The whole-wheat flour and wheat germ add a subtle nutty flavor that I really like in a cookie. And because they are 100% whole wheat and contain wheat germ you can almost convince yourself that they are nutritions. They are not though. The hefty amount of butter and sugar saw to that. Thank you, butter. When you make these, make sure you start with soft butter. It makes whipping it with the sugar super quick and easy. I prefer to measure out all the cookies then roll them into balls before flattening and salting them. You can do like I do and bake all of them and freeze the ones you don’t intend to eat in the next couple of days. Or go as far as flattening them in to small disks then freeze them. When you want to bake a few, let them warm up on the counter for about 15 minutes, sprinkle them with the salt then bake according to the directions.
Let’s talk about salt real quick. Do not substitute the large flaky salt for table salt. It won’t work. You could, in a pinch use kosher salt but there is something so special about the way a large flake of sea salt hits the pallet. It’s the best. Don’t deprive yourself of this, use the flaky salt. Our toddler has taken to grabbing our salt cellar that we keep at the table and salting her own food before eating it. She’s probably just mimicking our behavior but I like to think that we’ve instilled in her the proper value of a good salt.
I hope this weekend finds you sitting on the couch sipping coffee with a plateful of these cookies watching the last of the autumn leafs cover the sidewalk.
Salty Oatmeal Cookies
Ingredients
- 1 cup (5 1/2 oz) whole-wheat flour
- 1/2 teaspoon baking soda
- 1/4 teaspoon table salt
- 3 1/2 cups (10 1/2 oz) old-fashioned rolled oats
- 1/4 cup (1 oz) wheat germ
- 1 cup (2 sticks) unsalted butter, softened
- 1 cup (7 oz) granulated sugar
- 1/4 cup (1 3/4 oz) brown sugar
- 1 large egg
- 1 teaspoon vanilla extract
- 1 1/2 teaspoons large flaky sea salt (Maldon or Fleur de Sel)
Instructions
- Adjust the oven racks to the upper-middle and lower-middle positions and heat the oven to 375 degrees. Line two large baking sheets with parchment paper. In a medium bowl mix together the flour, baking soda, salt, oats, and wheat germ.

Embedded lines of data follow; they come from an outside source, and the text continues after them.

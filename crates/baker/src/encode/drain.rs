//! Output drain loop shared by the encoder cores: format change, codec
//! config, samples and end of stream.

use std::time::{Duration, Instant};

use glcv_codec::{BufferInfo, MediaCodec, OutputStatus, TrackKind};
use glcv_common::error::{GlcvError, GlcvResult};

use super::session::SharedMuxer;

/// Called once, right after an encoder's track reached the muxer.
pub type TrackAddedObserver = Box<dyn FnMut(TrackKind) -> GlcvResult<()>>;

/// Bounded waits applied to one encoder core.
#[derive(Debug, Clone, Copy)]
pub struct DrainTimeouts {
    pub dequeue: Duration,
    pub end_of_stream: Duration,
}

/// Moves encoder output into the muxer session for one track.
pub(crate) struct TrackWriter {
    kind: TrackKind,
    muxer: SharedMuxer,
    track: Option<usize>,
    observer: Option<TrackAddedObserver>,
    samples_written: u64,
    reached_eos: bool,
}

impl TrackWriter {
    pub fn new(kind: TrackKind, muxer: SharedMuxer, observer: Option<TrackAddedObserver>) -> Self {
        Self {
            kind,
            muxer,
            track: None,
            observer,
            samples_written: 0,
            reached_eos: false,
        }
    }

    pub fn is_track_added(&self) -> bool {
        self.track.is_some()
    }

    pub fn samples_written(&self) -> u64 {
        self.samples_written
    }

    pub fn reached_eos(&self) -> bool {
        self.reached_eos
    }

    /// Drain everything the codec has ready. With `end_of_stream`, keep
    /// waiting for the EOS buffer until `timeouts.end_of_stream` passes.
    pub fn drain(
        &mut self,
        codec: &mut dyn MediaCodec,
        end_of_stream: bool,
        timeouts: DrainTimeouts,
    ) -> GlcvResult<()> {
        if self.reached_eos {
            return Ok(());
        }
        let started = Instant::now();
        loop {
            match codec.dequeue_output_buffer(timeouts.dequeue)? {
                OutputStatus::TryAgainLater => {
                    if !end_of_stream {
                        return Ok(());
                    }
                    if started.elapsed() >= timeouts.end_of_stream {
                        tracing::warn!(
                            kind = %self.kind,
                            "Encoder did not reach end of stream within {:?}",
                            timeouts.end_of_stream
                        );
                        return Ok(());
                    }
                }
                OutputStatus::FormatChanged(format) => {
                    if self.track.is_some() {
                        return Err(GlcvError::protocol(format!(
                            "{} encoder format changed twice",
                            self.kind
                        )));
                    }
                    let track = self.muxer.borrow_mut().add_track(self.kind, &format)?;
                    self.track = Some(track);
                    if let Some(mut observer) = self.observer.take() {
                        observer(self.kind)?;
                    }
                }
                OutputStatus::Buffer { index, info } => {
                    let size = if info.flags.is_codec_config() {
                        tracing::trace!(kind = %self.kind, "Ignoring codec config buffer");
                        0
                    } else {
                        info.size
                    };
                    if size != 0 {
                        let Some(track) = self.track else {
                            return Err(GlcvError::protocol(format!(
                                "{} encoder wrote sample before track added",
                                self.kind
                            )));
                        };
                        let data = codec.output_buffer(index)?;
                        let info = BufferInfo { size, ..info };
                        self.muxer.borrow_mut().write_sample(track, data, &info)?;
                        self.samples_written += 1;
                    }
                    codec.release_output_buffer(index, false)?;
                    if info.flags.is_end_of_stream() {
                        tracing::debug!(
                            kind = %self.kind,
                            samples = self.samples_written,
                            "Encoder reached end of stream"
                        );
                        self.reached_eos = true;
                        return Ok(());
                    }
                }
            }
        }
    }
}
//! Bake a template into a video file.

use std::path::PathBuf;
use std::process::Stdio;

use glcv_baker::ipc::{encode_line, parse_event};
use glcv_baker::{
    BakeProgress, BakeReport, BakeRequest, Baker, BroadcastPublisher, Cancellable,
    ProgressPublisher, WorkerCommand, WorkerEvent,
};
use glcv_codec::{create_backend, BackendKind};
use glcv_common::config::BakeDefaults;
use tokio::io::{AsyncBufReadExt, AsyncWriteExt, BufReader};
use tokio::sync::broadcast::error::RecvError;

pub struct BakeOptions {
    pub request: PathBuf,
    pub output: Option<PathBuf>,
    pub backend: BackendKind,
    pub isolated: bool,
    pub verbose: bool,
}

pub async fn run(options: BakeOptions, defaults: &BakeDefaults) -> anyhow::Result<()> {
    println!("Baking request: {}", options.request.display());

    let mut request = BakeRequest::from_file(&options.request)
        .map_err(|e| anyhow::anyhow!("Failed to load request: {e}"))?;
    if let Some(output) = options.output {
        request.output_path = output;
    }
    request.verbose |= options.verbose;
    request.validate()?;

    let resolution = request.resolution();
    println!("  Output: {}", request.output_path.display());
    println!("  Units: {}", request.template.units.len());
    println!(
        "  Resolution: {}x{} @ {} fps",
        resolution.width, resolution.height, request.fps
    );
    println!("  Backend: {}", options.backend);

    let publisher = BroadcastPublisher::default();
    let printer = spawn_progress_printer(&publisher);

    let result = if options.isolated {
        bake_isolated(request, options.backend, options.verbose, publisher).await
    } else {
        bake_in_process(request, options.backend, publisher, defaults).await
    };
    // The printer ends once every publisher clone is gone.
    let _ = printer.await;

    match result {
        Ok(report) => {
            print_report(&report);
            Ok(())
        }
        Err(e) => {
            println!("\nBake failed: {e}");
            Err(e)
        }
    }
}

async fn bake_in_process(
    request: BakeRequest,
    backend: BackendKind,
    publisher: BroadcastPublisher,
    defaults: &BakeDefaults,
) -> anyhow::Result<BakeReport> {
    let backend = create_backend(backend)?;
    let handle = Baker::bake_with_defaults(request, backend, Box::new(publisher), defaults)?;
    let canceller = handle.canceller();
    let wait = handle.wait();
    tokio::pin!(wait);

    loop {
        tokio::select! {
            report = &mut wait => return Ok(report?),
            _ = tokio::signal::ctrl_c() => {
                println!("\n  Cancelling...");
                canceller.cancel();
            }
        }
    }
}

async fn bake_isolated(
    request: BakeRequest,
    backend: BackendKind,
    verbose: bool,
    publisher: BroadcastPublisher,
) -> anyhow::Result<BakeReport> {
    let exe = std::env::current_exe()?;
    let mut command = tokio::process::Command::new(exe);
    command
        .arg("worker")
        .arg("--backend")
        .arg(backend.to_string())
        .stdin(Stdio::piped())
        .stdout(Stdio::piped())
        .stderr(Stdio::inherit())
        .kill_on_drop(true);
    if verbose {
        command.arg("--verbose");
    }
    let mut child = command.spawn()?;
    tracing::debug!(pid = ?child.id(), "Worker spawned");

    let mut stdin = child
        .stdin
        .take()
        .ok_or_else(|| anyhow::anyhow!("Worker stdin unavailable"))?;
    let stdout = child
        .stdout
        .take()
        .ok_or_else(|| anyhow::anyhow!("Worker stdout unavailable"))?;

    let start = WorkerCommand::Start {
        request: Box::new(request),
    };
    stdin
        .write_all(format!("{}\n", encode_line(&start)?).as_bytes())
        .await?;
    stdin.flush().await?;

    let mut lines = BufReader::new(stdout).lines();
    let mut cancel_sent = false;
    let outcome = loop {
        tokio::select! {
            line = lines.next_line() => {
                let Some(line) = line? else {
                    break Err(anyhow::anyhow!("Worker exited without a result"));
                };
                if line.trim().is_empty() {
                    continue;
                }
                match parse_event(&line) {
                    Ok(WorkerEvent::Progress(progress)) => publisher.publish(progress),
                    Ok(WorkerEvent::Finished { report }) => break Ok(report),
                    Ok(WorkerEvent::Failed { message }) => break Err(anyhow::anyhow!(message)),
                    Err(e) => tracing::warn!(error = %e, "Ignoring malformed worker output"),
                }
            }
            _ = tokio::signal::ctrl_c(), if !cancel_sent => {
                println!("\n  Cancelling...");
                let cancel = encode_line(&WorkerCommand::Cancel)?;
                if let Err(e) = stdin.write_all(format!("{cancel}\n").as_bytes()).await {
                    tracing::warn!(error = %e, "Failed to send cancel to worker");
                }
                let _ = stdin.flush().await;
                cancel_sent = true;
            }
        }
    };

    // Closing stdin lets the worker exit.
    drop(stdin);
    drop(publisher);
    let status = child.wait().await?;
    if !status.success() {
        tracing::debug!(?status, "Worker exited with failure");
    }
    outcome
}

fn spawn_progress_printer(publisher: &BroadcastPublisher) -> tokio::task::JoinHandle<()> {
    let mut rx = publisher.subscribe();
    tokio::spawn(async move {
        loop {
            match rx.recv().await {
                Ok(progress) => print_progress(&progress),
                Err(RecvError::Lagged(_)) => continue,
                Err(RecvError::Closed) => break,
            }
        }
    })
}

fn print_progress(progress: &BakeProgress) {
    use std::io::Write;
    print!("\r  Progress: {:.1}%  ", progress.percent());
    let _ = std::io::stdout().flush();
}

fn print_report(report: &BakeReport) {
    if report.completed {
        println!("\nBake complete: {}", report.output_path.display());
    } else {
        println!("\nBake cancelled: {}", report.output_path.display());
    }
    println!("  Frames rendered: {}", report.frames_rendered);
    println!(
        "  Samples muxed: {} video, {} audio",
        report.video_samples, report.audio_samples
    );
    for (tag, frames) in &report.decoder_frames {
        println!("  Decoded {tag}: {frames} frames");
    }
    println!("  Elapsed: {:.1}s", report.elapsed_secs);
}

- In the bowl of a stand mixer (or large bowl with hand mixer), beat the butter and sugars together on medium speed until light and fluffy, 3-6 minutes. Beat in the egg and vanilla until combined, about 30 seconds, scraping down the bowl and beaters as needed.
- Reduce the mixer speed to low and slowly add the flour mixture until combined about 30 second. Scrape down the bowl to ensure everything is mixed properly.
- Working with 2 tablespoons of dough at a time, roll the dough into balls and place on the prepared baking sheets spaced about 2 inches apart (8-9 cookies per sheet). Flatten the cookies to a 3/4-inch thickness with the palm of your hand and sprinkle with salt.
- Bake the cookies until the edges are set and just beginning to turn golden but the centers are still soft, 15-17 minutes, switching and rotating the baking sheets halfway through baking.
- Let the cookies cool for a bit on the baking sheet then transfer to a cooling rack.